I figured out a way to prove this. There are a few properties of Metzler matrices that we can use to show that this is true:
1) A Metzler matrix $M$ has a real eigenvalue $\lambda_{max}(M)$ such that the real component of any other eigenvalue of $M$ is smaller or equal than $\lambda_{max}(M)$. This is a result of extending the Perron-Frobenius theorem to Metzler matrices.
2) If a Metzler matrix $M_1$ is entry-wise smaller or equal than a Metzler matrix $M_2$, (i.e. $M_1 \preceq M_2$), then $\lambda_{max}(M_1) \leq \lambda_{max}(M_2)$.

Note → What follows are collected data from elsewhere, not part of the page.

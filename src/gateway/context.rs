//! Prompt context: the user turn, the chat transcript, and the system prompt.

use super::{routing::is_bot_mentioned, Gateway};
use buddy_core::{error::BuddyError, message::IncomingMessage};
use buddy_memory::StoredMessage;
use chrono::{DateTime, Local, TimeZone};
use tracing::{debug, warn};

/// Placeholder in the stored prompt replaced by the current time.
const DATE_PLACEHOLDER: &str = "%current_date%";

/// The user turn as the model sees it, with reply context prepended.
pub(super) fn compose_user_text(msg: &IncomingMessage, bot_id: i64, handle: &str) -> String {
    let text = msg.text_or_caption();
    let Some(reply) = msg.reply_to.as_deref() else {
        return text.to_string();
    };

    if msg.is_reply_to(bot_id) {
        if text.is_empty() {
            format!("this is reply to your msg{}:", reply.message_id)
        } else {
            format!("this is reply to your msg{}:\n {text}", reply.message_id)
        }
    } else if is_bot_mentioned(text, handle) {
        format!(
            "You were mentioned to reply to the message msg{} by this message:{text}",
            reply.message_id
        )
    } else {
        text.to_string()
    }
}

/// One transcript line: `msg<id> <dd.mm.yyyy hh:mm:ss> <name> : <text>`.
pub(super) fn format_history_line<Tz: TimeZone>(
    msg: &StoredMessage,
    name: &str,
    tz: &Tz,
) -> String
where
    Tz::Offset: std::fmt::Display,
{
    format!(
        "msg{} {} {} : {}\n",
        msg.message_id,
        msg.date.with_timezone(tz).format("%d.%m.%Y %H:%M:%S"),
        name,
        msg.display_text()
    )
}

/// Fill the date placeholder (first occurrence only) and append the transcript.
pub(super) fn render_system_prompt<Tz: TimeZone>(
    template: &str,
    now: DateTime<Tz>,
    history: &str,
) -> String
where
    Tz::Offset: std::fmt::Display,
{
    let date = now.format("%d-%b-%Y %H:%M:%S").to_string().to_uppercase();
    let mut prompt = template.replacen(DATE_PLACEHOLDER, &date, 1);
    if !history.is_empty() {
        prompt.push_str("\n\n**Chat history:**\n");
        prompt.push_str(history);
    }
    prompt
}

impl Gateway {
    /// Display name of a chat member, cached for the life of the process.
    ///
    /// A failed lookup caches `User<id>` so it is not retried.
    pub(super) async fn display_name(&self, chat_id: i64, user_id: i64) -> String {
        if let Some(name) = self.usernames.read().await.get(&user_id) {
            return name.clone();
        }

        let name = match self.channel.chat_member(chat_id, user_id).await {
            Ok(member) => member.display_name(),
            Err(e) => {
                warn!("chat member lookup failed for user {user_id}: {e}");
                format!("User{user_id}")
            }
        };

        self.usernames
            .write()
            .await
            .entry(user_id)
            .or_insert(name)
            .clone()
    }

    /// The last `limit` stored turns of a chat as transcript lines.
    pub(super) async fn formatted_history(
        &self,
        chat_id: i64,
        limit: i64,
    ) -> Result<String, BuddyError> {
        let messages = self.memory.last_messages(chat_id, limit).await?;
        let mut out = String::new();
        for msg in &messages {
            let name = self.display_name(chat_id, msg.user_id).await;
            out.push_str(&format_history_line(msg, &name, &Local));
        }
        debug!("history for chat {chat_id}: {} turn(s)", messages.len());
        Ok(out)
    }

    /// The stored system prompt with the date filled in and the transcript
    /// appended. A missing or unreadable prompt yields an empty template.
    pub(super) async fn build_system_prompt(
        &self,
        chat_id: i64,
        limit: i64,
    ) -> Result<String, BuddyError> {
        let history = self.formatted_history(chat_id, limit).await?;
        let template = match self.memory.system_prompt().await {
            Ok(Some(p)) => p,
            Ok(None) => {
                warn!("no system prompt stored, using an empty template");
                String::new()
            }
            Err(e) => {
                warn!("failed to load system prompt, using an empty template: {e}");
                String::new()
            }
        };
        Ok(render_system_prompt(&template, Local::now(), &history))
    }
}

#[cfg(test)]
mod tests {
    use super::*;
    use buddy_core::message::{Chat, ChatKind, User};
    use chrono::{TimeZone, Utc};

    fn user(id: i64) -> User {
        User {
            id,
            first_name: "Ann".into(),
            last_name: None,
            username: None,
            is_bot: false,
        }
    }

    fn msg(id: i64, text: &str, from: i64) -> IncomingMessage {
        IncomingMessage {
            message_id: id,
            chat: Chat {
                id: -100,
                kind: ChatKind::Supergroup,
            },
            from: Some(user(from)),
            text: Some(text.into()),
            caption: None,
            date: Utc::now(),
            photo: Vec::new(),
            sticker: None,
            animation: None,
            document: None,
            media_group_id: None,
            reply_to: None,
        }
    }

    const BOT: i64 = 999;
    const HANDLE: &str = "@buddy_bot";

    #[test]
    fn test_plain_text_unchanged() {
        assert_eq!(compose_user_text(&msg(1, "hi @buddy_bot", 7), BOT, HANDLE), "hi @buddy_bot");
    }

    #[test]
    fn test_reply_to_bot_prefix() {
        let mut m = msg(2, "and then?", 7);
        m.reply_to = Some(Box::new(msg(41, "earlier answer", BOT)));
        assert_eq!(
            compose_user_text(&m, BOT, HANDLE),
            "this is reply to your msg41:\n and then?"
        );

        m.text = None;
        assert_eq!(compose_user_text(&m, BOT, HANDLE), "this is reply to your msg41:");
    }

    #[test]
    fn test_mention_in_reply_to_someone_else() {
        let mut m = msg(3, "@buddy_bot what do you think", 7);
        m.reply_to = Some(Box::new(msg(12, "hot take", 8)));
        assert_eq!(
            compose_user_text(&m, BOT, HANDLE),
            "You were mentioned to reply to the message msg12 by this message:@buddy_bot what do you think"
        );
    }

    #[test]
    fn test_history_line_prefers_digest() {
        let stored = StoredMessage {
            message_id: 5,
            chat_id: -100,
            user_id: 7,
            text: "a very long reply".into(),
            aggregated_text: Some("short".into()),
            date: Utc.with_ymd_and_hms(2024, 3, 9, 14, 5, 7).unwrap(),
        };
        assert_eq!(
            format_history_line(&stored, "@ann", &Utc),
            "msg5 09.03.2024 14:05:07 @ann : short\n"
        );
    }

    #[test]
    fn test_system_prompt_date_and_history() {
        let now = Utc.with_ymd_and_hms(2024, 3, 9, 14, 5, 7).unwrap();
        let prompt = render_system_prompt(
            "Today is %current_date%. Also %current_date%.",
            now,
            "msg1 line\n",
        );
        assert_eq!(
            prompt,
            "Today is 09-MAR-2024 14:05:07. Also %current_date%.\n\n**Chat history:**\nmsg1 line\n"
        );
    }

    #[test]
    fn test_system_prompt_without_history() {
        let now = Utc.with_ymd_and_hms(2024, 1, 1, 0, 0, 0).unwrap();
        assert_eq!(render_system_prompt("Be nice.", now, ""), "Be nice.");
        assert_eq!(render_system_prompt("", now, ""), "");
    }
}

3) If $M$ is a stable Metzler matrix, then $DM$ is also a stable Metzler matrix if $D$ is a diagonal matrix with positive diagonal entries (D-Stability).
Now, to show $A-B$ with $a_{ij}-b_{ij}>0$ for all $i,j$ pairs is stable, define a diagonal matrix $D$ with positive entries $$d_{ii} = \max_{j} \frac{a_{ij}-b_{ij}}{a_{ij}}$$ for all $i$. Then,
$$A-B \preceq DA$$ and $$\lambda_{max}(A-B) \leq \lambda_{max}(DA) < 0$$.
Therefore, $A-B$ is a stable Metzler matrix.